◆ **WHAT THE EXERCISE ASKS**
Give back the lines of the records exactly, starting at the first and ending at the one with "to the grid.".

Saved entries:
=== Section Start ===

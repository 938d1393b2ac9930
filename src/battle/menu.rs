//! Battle menu: the 2×2 FIGHT/BAG/POKéMON/RUN grid, the move sub-grid, the
//! bag and party sub-screens and the captions they leave behind.

use crate::battle::moves::{AttackPulse, MOVE_CATALOG, MoveSlot, fresh_slots};
use crate::config::{MenuConfig, WorldConfig};
use crate::effects::{Effects, Sfx};
use crate::input::Key;
use crate::timing::FrameTime;

#[derive(Clone, Copy, Debug, PartialEq, Eq)]
#[cfg_attr(feature = "serde", derive(serde::Serialize, serde::Deserialize))]
pub enum MenuOption {
    Fight,
    Bag,
    Party,
    Run,
}

impl MenuOption {
    pub const ALL: [MenuOption; 4] = [MenuOption::Fight, MenuOption::Bag, MenuOption::Party, MenuOption::Run];

    pub fn from_index(index: usize) -> Self {
        Self::ALL[index.min(3)]
    }

    pub fn label(self) -> &'static str {
        match self {
            MenuOption::Fight => "FIGHT",
            MenuOption::Bag => "BAG",
            MenuOption::Party => "POKéMON",
            MenuOption::Run => "RUN",
        }
    }
}

#[derive(Clone, Copy, Debug, PartialEq, Eq)]
#[cfg_attr(feature = "serde", derive(serde::Serialize, serde::Deserialize))]
pub enum Overlay {
    None,
    Moves,
    Bag,
    Party,
}

#[derive(Clone, Copy, Debug, PartialEq, Eq)]
#[cfg_attr(feature = "serde", derive(serde::Serialize, serde::Deserialize))]
pub enum MenuCaption {
    CantEscape,
    FullHp,
}

/// A panel divided into a 2×2 grid inside its padding.
#[derive(Clone, Copy, Debug, PartialEq)]
pub struct GridLayout {
    pub x: f64,
    pub y: f64,
    pub w: f64,
    pub h: f64,
    pub padding: f64,
}

impl GridLayout {
    pub fn fight(cfg: &MenuConfig) -> Self {
        Self { x: cfg.fight_x, y: cfg.fight_y, w: cfg.fight_w, h: cfg.fight_h, padding: cfg.padding }
    }

    /// Left part of the move panel; the right part shows PP and type.
    pub fn moves(cfg: &MenuConfig) -> Self {
        Self { x: cfg.moves_x, y: cfg.moves_y, w: cfg.moves_grid_w, h: cfg.moves_h, padding: cfg.padding }
    }

    pub fn contains(&self, px: f64, py: f64) -> bool {
        px >= self.x && px < self.x + self.w && py >= self.y && py < self.y + self.h
    }

    /// Cell under a point on the padded interior, clamped to the grid.
    pub fn cell_at(&self, px: f64, py: f64) -> Option<usize> {
        let ix = self.x + self.padding;
        let iy = self.y + self.padding;
        let iw = self.w - 2.0 * self.padding;
        let ih = self.h - 2.0 * self.padding;
        if iw <= 0.0 || ih <= 0.0 || px < ix || px >= ix + iw || py < iy || py >= iy + ih {
            return None;
        }
        let col = (((px - ix) / (iw / 2.0)).floor() as usize).min(1);
        let row = (((py - iy) / (ih / 2.0)).floor() as usize).min(1);
        Some(row * 2 + col)
    }

    /// Top-left of a cell's interior area.
    pub fn cell_origin(&self, index: usize) -> (f64, f64) {
        let iw = (self.w - 2.0 * self.padding) / 2.0;
        let ih = (self.h - 2.0 * self.padding) / 2.0;
        let (row, col) = (index / 2, index % 2);
        (self.x + self.padding + col as f64 * iw, self.y + self.padding + row as f64 * ih)
    }
}

/// The "use" box on the bag and party sub-screens.
pub fn use_box(cfg: &MenuConfig, world: &WorldConfig) -> (f64, f64, f64, f64) {
    (
        world.viewport_w - cfg.use_right - cfg.use_w,
        world.viewport_h - cfg.use_bottom - cfg.use_h,
        cfg.use_w,
        cfg.use_h,
    )
}

fn in_box(b: (f64, f64, f64, f64), px: f64, py: f64) -> bool {
    px >= b.0 && px < b.0 + b.2 && py >= b.1 && py < b.1 + b.3
}

/// Moves a 2×2 cursor; edges clamp, nothing wraps.
pub fn navigate(cursor: usize, key: Key) -> usize {
    let (row, col) = (cursor / 2, cursor % 2);
    match key {
        Key::Up if row == 1 => cursor - 2,
        Key::Down if row == 0 => cursor + 2,
        Key::Left if col == 1 => cursor - 1,
        Key::Right if col == 0 => cursor + 1,
        _ => cursor,
    }
}

#[derive(Clone, Debug, PartialEq)]
#[cfg_attr(feature = "serde", derive(serde::Serialize, serde::Deserialize))]
pub struct BattleMenu {
    pub revealed: bool,
    pub cursor: usize,
    pub hovered: Option<usize>,
    /// Option kept highlighted while its caption is up.
    pub selected: Option<MenuOption>,
    pub overlay: Overlay,
    pub move_cursor: usize,
    pub move_hovered: Option<usize>,
    pub moves: [MoveSlot; 4],
    pub caption: Option<MenuCaption>,
    pub pulse: AttackPulse,
    pub use_hovered: bool,
}

impl Default for BattleMenu {
    fn default() -> Self {
        Self {
            revealed: false,
            cursor: 0,
            hovered: None,
            selected: None,
            overlay: Overlay::None,
            move_cursor: 0,
            move_hovered: None,
            moves: fresh_slots(),
            caption: None,
            pulse: AttackPulse::default(),
            use_hovered: false,
        }
    }
}

impl BattleMenu {
    fn accepts_input(&self) -> bool {
        self.revealed && !self.pulse.is_active()
    }

    /// Cell highlighted on the main grid: the sticky selection wins over hover.
    pub fn highlighted(&self) -> usize {
        match self.selected {
            Some(option) => option as usize,
            None => self.hovered.unwrap_or(self.cursor),
        }
    }

    pub fn key_down(&mut self, key: Key) -> Effects {
        let mut fx = Effects::new();
        if !self.accepts_input() {
            return fx;
        }
        if self.caption.is_some() {
            if matches!(key, Key::Confirm | Key::Back) {
                self.dismiss_caption();
            }
            return fx;
        }
        match (self.overlay, key) {
            (Overlay::None, Key::Confirm) => fx.extend(self.select(MenuOption::from_index(self.cursor))),
            (Overlay::None, _) => {
                self.cursor = navigate(self.cursor, key);
                self.hovered = None;
            }
            (Overlay::Moves, Key::Confirm) => fx.extend(self.select_move(self.move_cursor)),
            (Overlay::Moves, Key::Back) => self.close_overlay(),
            (Overlay::Moves, _) => {
                self.move_cursor = navigate(self.move_cursor, key);
                self.move_hovered = None;
            }
            (Overlay::Bag | Overlay::Party, Key::Confirm) => fx.extend(self.press_use()),
            (Overlay::Bag | Overlay::Party, Key::Back) => self.close_overlay(),
            (Overlay::Bag | Overlay::Party, _) => {}
        }
        fx
    }

    pub fn pointer_down(&mut self, px: f64, py: f64, cfg: &MenuConfig, world: &WorldConfig) -> Effects {
        let mut fx = Effects::new();
        if !self.accepts_input() {
            return fx;
        }
        if self.caption.is_some() {
            self.dismiss_caption();
            return fx;
        }
        match self.overlay {
            Overlay::Moves => {
                if let Some(cell) = GridLayout::moves(cfg).cell_at(px, py) {
                    self.move_cursor = cell;
                    self.move_hovered = Some(cell);
                    fx.extend(self.select_move(cell));
                } else if !(GridLayout { w: cfg.moves_w, ..GridLayout::moves(cfg) }).contains(px, py) {
                    self.close_overlay();
                }
            }
            Overlay::Bag | Overlay::Party => {
                if in_box(use_box(cfg, world), px, py) {
                    fx.extend(self.press_use());
                } else {
                    self.close_overlay();
                }
            }
            Overlay::None => {
                if let Some(cell) = GridLayout::fight(cfg).cell_at(px, py) {
                    self.cursor = cell;
                    self.hovered = Some(cell);
                    fx.extend(self.select(MenuOption::from_index(cell)));
                }
            }
        }
        fx
    }

    pub fn pointer_move(&mut self, px: f64, py: f64, cfg: &MenuConfig, world: &WorldConfig) {
        if !self.revealed {
            return;
        }
        match self.overlay {
            Overlay::None => {
                self.hovered = GridLayout::fight(cfg).cell_at(px, py);
                if let Some(cell) = self.hovered {
                    self.cursor = cell;
                }
            }
            Overlay::Moves => {
                self.move_hovered = GridLayout::moves(cfg).cell_at(px, py);
                if let Some(cell) = self.move_hovered {
                    self.move_cursor = cell;
                }
            }
            Overlay::Bag | Overlay::Party => self.use_hovered = in_box(use_box(cfg, world), px, py),
        }
    }

    pub fn update(&mut self, cfg: &MenuConfig, time: FrameTime) -> Effects {
        self.pulse.update(cfg, time)
    }

    fn select(&mut self, option: MenuOption) -> Effects {
        let mut fx = Effects::new();
        match option {
            MenuOption::Fight => {
                self.overlay = Overlay::Moves;
                self.move_cursor = 0;
                self.move_hovered = None;
                fx.sound(Sfx::Confirm);
            }
            MenuOption::Bag => {
                self.overlay = Overlay::Bag;
                self.use_hovered = false;
                fx.sound(Sfx::Confirm);
            }
            MenuOption::Party => {
                self.overlay = Overlay::Party;
                self.use_hovered = false;
                fx.sound(Sfx::Confirm);
            }
            MenuOption::Run => {
                self.caption = Some(MenuCaption::CantEscape);
                self.selected = Some(MenuOption::Run);
                fx.sound(Sfx::Denied);
            }
        }
        fx
    }

    fn select_move(&mut self, index: usize) -> Effects {
        let mut fx = Effects::new();
        let index = index.min(MOVE_CATALOG.len() - 1);
        let info = MOVE_CATALOG[index];
        let slot = &mut self.moves[index];
        if !info.usable || slot.pp == 0 {
            fx.sound(Sfx::Denied);
            return fx;
        }
        if self.pulse.start() {
            slot.pp -= 1;
            self.overlay = Overlay::None;
            self.move_hovered = None;
            fx.sound(Sfx::Spore);
            log::info!("{} used, {} PP left", info.name, slot.pp);
        }
        fx
    }

    fn press_use(&mut self) -> Effects {
        let mut fx = Effects::new();
        match self.overlay {
            Overlay::Bag => {
                self.overlay = Overlay::None;
                self.caption = Some(MenuCaption::FullHp);
                self.selected = Some(MenuOption::Bag);
                self.cursor = MenuOption::Bag as usize;
                fx.sound(Sfx::Denied);
            }
            Overlay::Party => {
                self.close_overlay();
                fx.sound(Sfx::Confirm);
            }
            _ => {}
        }
        fx
    }

    fn close_overlay(&mut self) {
        self.overlay = Overlay::None;
        self.move_hovered = None;
        self.use_hovered = false;
    }

    fn dismiss_caption(&mut self) {
        if let Some(MenuCaption::FullHp) = self.caption {
            self.cursor = MenuOption::Bag as usize;
        }
        self.caption = None;
        self.selected = None;
    }
}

=== Section End ===

◆ **RESPONSE TO THIS EXERCISE**
repository 938d1393b2ac9930
filename src/battle/menu.rs
//! Battle menu: the 2×2 FIGHT/BAG/POKéMON/RUN grid, the move sub-grid, the
//! bag and party sub-screens and the captions they leave behind.

use crate::battle::moves::{AttackPulse, MOVE_CATALOG, MoveSlot, fresh_slots};
use crate::config::{MenuConfig, WorldConfig};
use crate::effects::{Effects, Sfx};
use crate::input::Key;
use crate::timing::FrameTime;

#[derive(Clone, Copy, Debug, PartialEq, Eq)]
#[cfg_attr(feature = "serde", derive(serde::Serialize, serde::Deserialize))]
pub enum MenuOption {
    Fight,
    Bag,
    Party,
    Run,
}

impl MenuOption {
    pub const ALL: [MenuOption; 4] = [MenuOption::Fight, MenuOption::Bag, MenuOption::Party, MenuOption::Run];

    pub fn from_index(index: usize) -> Self {
        Self::ALL[index.min(3)]
    }

    pub fn label(self) -> &'static str {
        match self {
            MenuOption::Fight => "FIGHT",
            MenuOption::Bag => "BAG",
            MenuOption::Party => "POKéMON",
            MenuOption::Run => "RUN",
        }
    }
}

#[derive(Clone, Copy, Debug, PartialEq, Eq)]
#[cfg_attr(feature = "serde", derive(serde::Serialize, serde::Deserialize))]
pub enum Overlay {
    None,
    Moves,
    Bag,
    Party,
}

#[derive(Clone, Copy, Debug, PartialEq, Eq)]
#[cfg_attr(feature = "serde", derive(serde::Serialize, serde::Deserialize))]
pub enum MenuCaption {
    CantEscape,
    FullHp,
}

/// A panel divided into a 2×2 grid inside its padding.
#[derive(Clone, Copy, Debug, PartialEq)]
pub struct GridLayout {
    pub x: f64,
    pub y: f64,
    pub w: f64,
    pub h: f64,
    pub padding: f64,
}

impl GridLayout {
    pub fn fight(cfg: &MenuConfig) -> Self {
        Self { x: cfg.fight_x, y: cfg.fight_y, w: cfg.fight_w, h: cfg.fight_h, padding: cfg.padding }
    }

    /// Left part of the move panel; the right part shows PP and type.
    pub fn moves(cfg: &MenuConfig) -> Self {
        Self { x: cfg.moves_x, y: cfg.moves_y, w: cfg.moves_grid_w, h: cfg.moves_h, padding: cfg.padding }
    }

    pub fn contains(&self, px: f64, py: f64) -> bool {
        px >= self.x && px < self.x + self.w && py >= self.y && py < self.y + self.h
    }

    /// Cell under a point on the padded interior, clamped to the grid.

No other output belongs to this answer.